Treatment of these injuries has evolved over time and demonstrate the progress in technology we have in sports medicine, as we can now treat many of these cases that need surgery with arthroscopic surgery instead of open surgery.
In contrast to shoulder dislocations, which occur when the ball (humeral head) comes out of the socket (glenoid), shoulder separations occur when the collar bone (clavicle) dissociates from the top of the shoulder blade (acromion). Shoulder separations are also commonly called “AC separations” (acromion-clavicle separation).
An important difference between the glenohumeral joint and the AC joint is that the AC joint is not a gliding joint with articular cartilage responsible for shoulder motion. See the images below for the injured shoulder, the arthroscopically repaired AC separation, and a view of the skin portals used in such a case.

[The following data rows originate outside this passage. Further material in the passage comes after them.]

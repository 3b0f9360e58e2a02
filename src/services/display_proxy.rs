//! Display protocol proxy.
//!
//! Readiness is the appearance of the socket file the helper binds. The
//! watch is scoped to that file name within its parent directory, and the
//! existence check runs after the watch is armed so a socket created in
//! between is never missed.

use crate::config::types::{DisplayProxyConfig, LauncherError, Result};
use crate::services::terminate_and_wait;
use log::{debug, info};
use nix::unistd::Pid;
use notify::{Event, RecursiveMode, Watcher};
use std::path::PathBuf;
use std::process::Command;
use std::sync::mpsc;

/// Path the socket is bound to inside the sandbox; absolute display names
/// are valid, so the same value doubles as the display-name override.
pub const SANDBOX_SOCKET_PATH: &str = "/run/display/wayland.sock";
/// Display-name environment variable overridden inside the sandbox.
pub const DISPLAY_ENV: &str = "WAYLAND_DISPLAY";

pub struct DisplayProxy {
    pid: Option<Pid>,
    socket: PathBuf,
    ready: bool,
}

impl DisplayProxy {
    pub fn start(config: &DisplayProxyConfig) -> Result<Self> {
        let child = Command::new(&config.command.exe)
            .args(&config.command.args)
            .spawn()
            .map_err(|e| {
                LauncherError::Spawn(format!(
                    "cannot spawn display proxy {}: {e}",
                    config.command.exe.display()
                ))
            })?;
        let pid = Pid::from_raw(child.id() as i32);
        debug!("display proxy started, pid {pid}");
        Ok(Self {
            pid: Some(pid),
            socket: config.socket.clone(),
            ready: false,
        })
    }

    /// Block until the socket file exists.
    pub fn wait_ready(&mut self) -> Result<()> {
        if self.ready {
            return Ok(());
        }
        let dir = self.socket.parent().ok_or_else(|| {
            LauncherError::Config(format!(
                "display socket path {} has no parent directory",
                self.socket.display()
            ))
        })?;
        let target = self.socket.file_name().map(|n| n.to_owned()).ok_or_else(|| {
            LauncherError::Config(format!(
                "display socket path {} has no file name",
                self.socket.display()
            ))
        })?;

        let (tx, rx) = mpsc::channel();
        let mut watcher = notify::recommended_watcher(
            move |res: std::result::Result<Event, notify::Error>| {
                if let Ok(event) = res {
                    if event
                        .paths
                        .iter()
                        .any(|p| p.file_name() == Some(target.as_os_str()))
                    {
                        let _ = tx.send(());
                    }
                }
            },
        )
        .map_err(|e| LauncherError::Spawn(format!("cannot create socket watcher: {e}")))?;
        watcher
            .watch(dir, RecursiveMode::NonRecursive)
            .map_err(|e| {
                LauncherError::Spawn(format!("cannot watch {}: {e}", dir.display()))
            })?;

        // The watch is armed; a socket that already exists can no longer
        // slip past it.
        while !self.socket.exists() {
            rx.recv().map_err(|_| {
                LauncherError::Service("display proxy socket watch ended unexpectedly".to_string())
            })?;
        }

        self.ready = true;
        info!("display proxy ready at {}", self.socket.display());
        Ok(())
    }

    /// Bind the proxy socket into the sandbox and point the display name at
    /// it. Only meaningful once ready.
    pub fn host_args(&self) -> Vec<String> {
        vec![
            "--bind".to_string(),
            self.socket.display().to_string(),
            SANDBOX_SOCKET_PATH.to_string(),
            "--setenv".to_string(),
            DISPLAY_ENV.to_string(),
            SANDBOX_SOCKET_PATH.to_string(),
        ]
    }

    /// A handle in the ready state with no process behind it, for argument
    /// composition tests.
    #[cfg(test)]
    pub(crate) fn started_for_tests(config: &DisplayProxyConfig) -> Self {
        Self {
            pid: None,
            socket: config.socket.clone(),
            ready: true,
        }
    }

    pub fn stop(&mut self) {
        if let Some(pid) = self.pid.take() {
            terminate_and_wait("display proxy", pid);
        }
        // Stale socket removal is best-effort.
        if self.socket.exists() {
            if let Err(e) = std::fs::remove_file(&self.socket) {
                debug!("leaving stale socket {}: {e}", self.socket.display());
            }
        }
    }
}

impl Drop for DisplayProxy {
    fn drop(&mut self) {
        self.stop();
    }
}
//! Network-namespace attacher.
//!
//! One-shot helper run once the contained pid is known: the pid is appended
//! to the configured argument vector and "ready" means exit status zero.
//! The caller must hold child-exit notification delivery off around
//! [`NetAttacher::wait_ready`], because the exit status is load-bearing.

use crate::config::types::{CommandSpec, LauncherError, Result};
use log::{debug, info};
use nix::errno::Errno;
use nix::sys::wait::{waitpid, WaitStatus};
use nix::unistd::Pid;
use std::process::Command;

pub struct NetAttacher {
    pid: Option<Pid>,
}

impl NetAttacher {
    /// Spawn the attacher against the contained pid.
    pub fn start(command_spec: &CommandSpec, contained: Pid) -> Result<Self> {
        let child = Command::new(&command_spec.exe)
            .args(&command_spec.args)
            .arg(contained.to_string())
            .spawn()
            .map_err(|e| {
                LauncherError::Spawn(format!(
                    "cannot spawn network attacher {}: {e}",
                    command_spec.exe.display()
                ))
            })?;
        let pid = Pid::from_raw(child.id() as i32);
        debug!("network attacher started, pid {pid}, target {contained}");
        Ok(Self { pid: Some(pid) })
    }

    /// Wait for the attacher to finish; anything but exit status zero is a
    /// service failure.
    pub fn wait_ready(&mut self) -> Result<()> {
        let Some(pid) = self.pid else {
            return Ok(());
        };
        loop {
            match waitpid(pid, None) {
                Ok(WaitStatus::Exited(_, 0)) => {
                    self.pid = None;
                    info!("network attacher finished");
                    return Ok(());
                }
                Ok(WaitStatus::Exited(_, code)) => {
                    self.pid = None;
                    return Err(LauncherError::Service(format!(
                        "network attacher exited with status {code}"
                    )));
                }
                Ok(WaitStatus::Signaled(_, sig, _)) => {
                    self.pid = None;
                    return Err(LauncherError::Service(format!(
                        "network attacher killed by signal {sig}"
                    )));
                }
                Ok(_) => continue,
                Err(Errno::EINTR) => continue,
                Err(Errno::ECHILD) => {
                    // The status was lost, so success cannot be confirmed.
                    self.pid = None;
                    return Err(LauncherError::Service(
                        "network attacher exit status was lost".to_string(),
                    ));
                }
                Err(e) => {
                    return Err(LauncherError::Reap(format!("waitpid(net attacher): {e}")));
                }
            }
        }
    }

    /// Nothing to stop: the attacher is not kept running.
    pub fn stop(&mut self) {
        self.pid = None;
    }
}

Most cases of AC separations are low-grade injuries treated without surgery, and often athletes don’t miss much competition. There are even quarterbacks in the NFL that have had shoulder separations to their throwing shoulders and have not lost much time to the injury while continuing to compete at an elite level.
In severe or symptomatic chronic cases, surgical fixation and/or reconstruction can be considered to restore the anatomy and treat the symptoms. Historically, AC surgery was done through an open technique but recently, arthroscopic techniques have been developed.
Arthroscopic AC surgery minimizes surgical pain and can be done on an outpatient basis. As orthopedic sports medicine continues to advance, arthroscopic techniques will continue to be developed as an alternative to open surgery, and this injury pattern highlights that trend.